FIGURE 1: Performance of physically-constrained CMPs.

Figure 1 shows an example result of our model for GPP cores. The "Area" curve shows the performance of area-constrained designs operating at maximum frequency, assuming unlimited power and bandwidth. The "Power" curve shows power-constrained designs at maximum frequency, assuming unlimited area and bandwidth. The "Area+Power" curve shows voltagefrequency scaling (VFS), assuming unlimited bandwidth. Finally, the "Bandwidth" curve shows VFS designs subject only to bandwidth constraints. The "Peak Performance" design is initially bounded by bandwidth, eventually reaching the "Area+Power" VFS constraint at 32MB of cache.

### **RESULT HIGHLIGHTS**

We find that EMB multicores exhibit trends similar to GPP multicores. The peak-performing designs are bandwidth-constrained at small cache sizes, becoming power-constrained for larger caches, with the highest performing designs at the intersection of the constraints. Both GPP and EMB designs require similar-sized caches to remain within the bandwidth envelope. For peak performance, EMB multicores require twice the core count of GPP. Although additional cores deliver higher performance in 65nm technology, the higher core counts at smaller technologies provide a marginal performance benefit due to Amdahl's Law. While the best 20nm EMB design allows for 176 cores compared to 88 GPP cores, the EMB design trails 13% in absolute performance with a 99% parallel workload, achieving a speedup over GPP designs only with



FIGURE 2: CMP power breakdown for TPC-C (20nm).
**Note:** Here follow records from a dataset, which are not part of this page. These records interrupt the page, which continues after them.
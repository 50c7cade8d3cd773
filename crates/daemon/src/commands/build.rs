// SPDX-License-Identifier: BUSL-1.1
// Copyright (c) 2026 Alfred Jean LLC

//! `lcloudd build <commit>` - one orchestrated attempt, then exit

use std::fmt::Write;
use std::path::Path;
use std::sync::Arc;

use lc_adapters::Publisher;
use lc_core::{format_elapsed, Clock, CommitId};
use lc_engine::{AttemptReport, Decision, Orchestrator, SkipReason, StageExecutor};

use super::{load_settings, parse_commit};
use crate::lifecycle::{self, DaemonLock, Paths};
use crate::ExitError;

pub async fn build(config: &Path, paths: &Paths, commit: &str, force: bool) -> Result<(), ExitError> {
    let commit = parse_commit(commit)?;
    let settings = Arc::new(load_settings(config)?);
    settings.preflight_dispatch().map_err(ExitError::fatal)?;

    let _lock = DaemonLock::acquire(&paths.lock_path).map_err(ExitError::fatal)?;
    let mut orchestrator = lifecycle::orchestrator(&settings, &paths.ledger_path).map_err(ExitError::fatal)?;
    let summary = attempt(&mut orchestrator, &commit, force).await?;
    print!("{summary}");
    Ok(())
}

/// Build `commit` unless the ledger says to skip it (or `force`), and
/// describe what happened.
pub async fn attempt<E, Pb, C>(
    orchestrator: &mut Orchestrator<E, Pb, C>,
    commit: &CommitId,
    force: bool,
) -> Result<String, ExitError>
where
    E: StageExecutor,
    Pb: Publisher,
    C: Clock,
{
    let report = if force {
        orchestrator.attempt(commit).await.map(Some)
    } else {
        orchestrator.run_if_needed(commit).await
    }
    .map_err(ExitError::fatal)?;

    let Some(report) = report else {
        return Ok(format!("{}: {}\n", commit.short(), skip_message(orchestrator.decide(commit))));
    };
    let summary = summarize(&report);
    if report.succeeded {
        Ok(summary)
    } else {
        let failed: Vec<&str> = report.failed_stages().iter().map(|s| s.name()).collect();
        Err(ExitError::failed(format!("{summary}build of {} failed: {}", commit.short(), failed.join(", "))))
    }
}

fn skip_message(decision: Decision) -> String {
    match decision {
        Decision::Skip(SkipReason::AlreadySucceeded) => "already built, skipping".to_string(),
        Decision::Skip(SkipReason::FailureCapReached { failures, max }) => {
            format!("failed {failures} of {max} allowed times, skipping (use --force or `ledger reset`)")
        }
        Decision::Dispatch => "not built".to_string(),
    }
}

/// One line per stage, then the verdict.
pub fn summarize(report: &AttemptReport) -> String {
    let mut out = String::new();
    for outcome in &report.outcomes {
        let _ = write!(out, "{:<12} {:<9} {:>8}", outcome.stage.name(), outcome.status().to_string(), format_elapsed(outcome.duration));
        match (&outcome.error, outcome.exit_code) {
            (Some(error), _) => {
                let _ = write!(out, "  {error}");
            }
            (None, Some(code)) if code != 0 => {
                let _ = write!(out, "  exit {code}");
            }
            _ => {}
        }
        out.push('\n');
    }
    let verdict = if report.succeeded { "succeeded" } else { "failed" };
    let _ = write!(out, "{} {verdict} in {}", report.commit.short(), format_elapsed(report.duration));
    if report.published {
        out.push_str(", published");
    }
    out.push('\n');
    out
}

#[cfg(test)]
#[path = "build_tests.rs"]
mod tests;
// SPDX-License-Identifier: BUSL-1.1
// Copyright (c) 2026 Alfred Jean LLC

//! Concurrent stage dispatch with join semantics.

use std::any::Any;
use std::time::Duration;

use lc_core::{format_elapsed, BuildOutcome, Clock, Stage};
use tokio::task::{JoinError, JoinSet};

use crate::error::StageError;
use crate::stages::StageExecutor;

/// Dispatch every stage concurrently and wait until all of them reach a
/// terminal state.
///
/// Returns one outcome per stage, in input order. Errors and panics in a
/// stage become Failed outcomes; they never escape this function.
pub async fn fan_out<E, C>(executor: &E, stages: &[Stage], clock: &C) -> Vec<BuildOutcome>
where
    E: StageExecutor,
    C: Clock,
{
    let mut set = JoinSet::new();
    for (index, &stage) in stages.iter().enumerate() {
        let executor = executor.clone();
        let clock = clock.clone();
        set.spawn(async move {
            let start = clock.now();
            // The inner task is the panic boundary: its JoinError carries
            // the payload while this task still knows which stage it was.
            let joined = tokio::spawn(async move { executor.dispatch(stage).await }).await;
            (index, outcome_for(stage, joined, clock.since(start)))
        });
    }

    let mut outcomes: Vec<Option<BuildOutcome>> = vec![None; stages.len()];
    while let Some(joined) = set.join_next().await {
        match joined {
            Ok((index, outcome)) => {
                log_outcome(&outcome);
                outcomes[index] = Some(outcome);
            }
            Err(e) => tracing::error!(error = %e, "stage supervisor task failed"),
        }
    }

    stages
        .iter()
        .zip(outcomes)
        .map(|(&stage, outcome)| {
            outcome.unwrap_or_else(|| BuildOutcome::errored(stage, "stage task was lost", Duration::ZERO))
        })
        .collect()
}

fn outcome_for(stage: Stage, joined: Result<Result<(), StageError>, JoinError>, duration: Duration) -> BuildOutcome {
    match joined {
        Ok(Ok(())) => BuildOutcome::exited(stage, 0, duration),
        Ok(Err(e)) => BuildOutcome { stage, exit_code: e.exit_code(), duration, error: Some(e.to_string()) },
        Err(join) => {
            let message = match join.try_into_panic() {
                Ok(payload) => panic_message(payload.as_ref()),
                Err(join) => join.to_string(),
            };
            BuildOutcome::errored(stage, StageError::Panicked(message).to_string(), duration)
        }
    }
}

fn panic_message(payload: &(dyn Any + Send)) -> String {
    if let Some(s) = payload.downcast_ref::<&str>() {
        (*s).to_string()
    } else if let Some(s) = payload.downcast_ref::<String>() {
        s.clone()
    } else {
        "non-string panic payload".to_string()
    }
}

fn log_outcome(outcome: &BuildOutcome) {
    let took = format_elapsed(outcome.duration);
    match &outcome.error {
        None if outcome.succeeded() => tracing::info!(stage = %outcome.stage, %took, "stage succeeded"),
        None => tracing::error!(stage = %outcome.stage, %took, code = ?outcome.exit_code, "stage failed"),
        Some(error) => tracing::error!(stage = %outcome.stage, %took, error = %error, "stage failed"),
    }
}

#[cfg(test)]
#[path = "fanout_tests.rs"]
mod tests;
FIGURE 3: Speedup of GPP, EMB and Ideal-P CMPs.

99.6% or higher workload parallelism. Furthermore, higher core counts stress the interconnect, dissipating 68% more power than the interconnect of the GPP design (Figure 2). The EMB performance/watt is therefore similar to GPP designs, with the power efficiency of EMB cores outweighed by the power consumption of the interconnect.

While GPP and EMB designs are ultimately power-limited, the superior performance and power characteristics of Ideal-P cores results in Ideal-P CMPs achieving 3-7x higher performance with only 1/3rd to 1/4th of the cores required by their GPP and EMB counterparts (Figure 3). The remaining die real-estate can be utilized to implement a diverse collection of specialized cores, to increase the likelihood that a core matches the requirements of the available work. Moreover, the low running core count of Ideal-P designs increases performance even for workloads with relatively low parallelism, providing a much-needed respite from Amdahl's Law.

With all core designs we study, the use of a large 3D-stacked memory alleviates the off-chip bandwidth wall for most memory accesses, even when accounting for the exponentially growing application datasets. This allows for 2-3x more cores on average compared to bandwidth-limited designs, with a corresponding increase in performance (Figure 3).

In conclusion, specialized computing can leverage the die area to overcome the initial power barrier, reducing energy waste through specialization and delivering significantly higher performance and energy-efficiency in the datacenter.

### REFERENCES

- [1] S. Borkar. Microarchitecture and design challenges for gigascale integration. In Proceedings of the 37th Annual International Symposium on Microarchitecture, 2004.
- [2] J. D. Davis, J. Laudon, and K. Olukotun. Maximizing CMP throughput with mediocre cores. In Proceedings of the 13th International Conference on Parallel Architectures and Compilation Techniques, 2005.
- [3] R. Hameed, W. Qadeer, M. Wachs, O. Azizi, A. Solomatnikov, B.C. Lee, S. Richardson, C. Kozyrakis, and M. Horowitz. Understanding sources of inefficiency in general-purpose chips. In Proceedings of the 37th International Symposium on Computer Architecture, 2010.
- [4] Semiconductor Industry Association. The international technology roadmap for semiconductors (ITRS), 2008.